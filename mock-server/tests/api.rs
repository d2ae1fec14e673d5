use axum::http::{self, Request, StatusCode};
use http_body_util::BodyExt;
use mock_server::{app, Echo, Product, Upload};
use tower::ServiceExt;

async fn body_json<T: serde::de::DeserializeOwned>(response: axum::response::Response) -> T {
    let bytes = response.into_body().collect().await.unwrap().to_bytes();
    serde_json::from_slice(&bytes).unwrap()
}

async fn body_bytes(response: axum::response::Response) -> bytes::Bytes {
    response.into_body().collect().await.unwrap().to_bytes()
}

fn empty_request(method: &str, uri: &str) -> Request<String> {
    Request::builder()
        .method(method)
        .uri(uri)
        .body(String::new())
        .unwrap()
}

fn multipart_request(boundary: &str, body: &str) -> Request<String> {
    Request::builder()
        .method("POST")
        .uri("/api/v1/uploads/")
        .header(
            http::header::CONTENT_TYPE,
            format!("multipart/form-data; boundary={boundary}"),
        )
        .body(body.to_string())
        .unwrap()
}

// --- products ---

#[tokio::test]
async fn get_seeded_product() {
    let resp = app()
        .oneshot(empty_request("GET", "/api/v1/products/1111/"))
        .await
        .unwrap();

    assert_eq!(resp.status(), StatusCode::OK);
    let product: Product = body_json(resp).await;
    assert_eq!(product.title, "Desk lamp");
}

#[tokio::test]
async fn get_unknown_product_is_404_json() {
    let resp = app()
        .oneshot(empty_request("GET", "/api/v1/products/9999/"))
        .await
        .unwrap();

    assert_eq!(resp.status(), StatusCode::NOT_FOUND);
    let body: serde_json::Value = body_json(resp).await;
    assert_eq!(body["error"], "not found");
}

#[tokio::test]
async fn delete_product_then_get_is_404() {
    use tower::Service;

    let mut app = app().into_service();

    let resp = ServiceExt::ready(&mut app)
        .await
        .unwrap()
        .call(empty_request("DELETE", "/api/v1/products/1111/"))
        .await
        .unwrap();
    assert_eq!(resp.status(), StatusCode::NO_CONTENT);
    assert!(body_bytes(resp).await.is_empty());

    let resp = ServiceExt::ready(&mut app)
        .await
        .unwrap()
        .call(empty_request("GET", "/api/v1/products/1111/"))
        .await
        .unwrap();
    assert_eq!(resp.status(), StatusCode::NOT_FOUND);

    let resp = ServiceExt::ready(&mut app)
        .await
        .unwrap()
        .call(empty_request("DELETE", "/api/v1/products/1111/"))
        .await
        .unwrap();
    assert_eq!(resp.status(), StatusCode::NOT_FOUND);
}

// --- echo ---

#[tokio::test]
async fn echo_reports_query_and_headers() {
    let request = Request::builder()
        .uri("/api/v1/echo/?q=red%20lamp&tag=a&tag=b")
        .header(http::header::USER_AGENT, "courier/1.0.0")
        .body(String::new())
        .unwrap();
    let resp = app().oneshot(request).await.unwrap();

    assert_eq!(resp.status(), StatusCode::OK);
    let echo: Echo = body_json(resp).await;
    assert_eq!(echo.method, "GET");
    assert_eq!(echo.query.as_deref(), Some("q=red%20lamp&tag=a&tag=b"));
    assert_eq!(echo.user_agent.as_deref(), Some("courier/1.0.0"));
}

#[tokio::test]
async fn echo_reports_body() {
    let request = Request::builder()
        .method("POST")
        .uri("/api/v1/echo/")
        .header(
            http::header::CONTENT_TYPE,
            "application/x-www-form-urlencoded",
        )
        .body("a=1&b=2".to_string())
        .unwrap();
    let resp = app().oneshot(request).await.unwrap();

    let echo: Echo = body_json(resp).await;
    assert_eq!(echo.body, "a=1&b=2");
    assert_eq!(
        echo.content_type.as_deref(),
        Some("application/x-www-form-urlencoded")
    );
}

// --- failures ---

#[tokio::test]
async fn bad_request_is_400_with_json() {
    let resp = app()
        .oneshot(empty_request("POST", "/api/v1/bad/"))
        .await
        .unwrap();

    assert_eq!(resp.status(), StatusCode::BAD_REQUEST);
    let body: serde_json::Value = body_json(resp).await;
    assert_eq!(body["error"], "bad request");
}

#[tokio::test]
async fn text_route_is_not_json() {
    let resp = app()
        .oneshot(empty_request("GET", "/api/v1/text/"))
        .await
        .unwrap();

    assert_eq!(resp.status(), StatusCode::OK);
    let body = body_bytes(resp).await;
    assert!(serde_json::from_slice::<serde_json::Value>(&body).is_err());
}

// --- uploads ---

#[tokio::test]
async fn upload_accepts_well_formed_body() {
    let body = "--B\r\n\
Content-Disposition: form-data; name=\"avatar\"; filename=\"a.jpg\"\r\n\
Content-Type: image/jpeg\r\n\r\n\
xy\r\n\
\r\n--B--\r\n";
    let resp = app()
        .oneshot(multipart_request("B", body))
        .await
        .unwrap();

    assert_eq!(resp.status(), StatusCode::CREATED);
    let upload: Upload = body_json(resp).await;
    assert_eq!(upload.filename, "a.jpg");
    assert_eq!(upload.bytes, body.len());
}

#[tokio::test]
async fn upload_rejects_wrong_boundary() {
    let resp = app()
        .oneshot(multipart_request("OTHER", "--B\r\n\r\n--B--\r\n"))
        .await
        .unwrap();

    assert_eq!(resp.status(), StatusCode::BAD_REQUEST);
}

#[tokio::test]
async fn upload_requires_multipart_content_type() {
    let resp = app()
        .oneshot(empty_request("POST", "/api/v1/uploads/"))
        .await
        .unwrap();

    assert_eq!(resp.status(), StatusCode::BAD_REQUEST);
}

——————

Exercise goal: Extract from the material all lines containing the string "tower".

Response:
use tower::ServiceExt;
    use tower::Service;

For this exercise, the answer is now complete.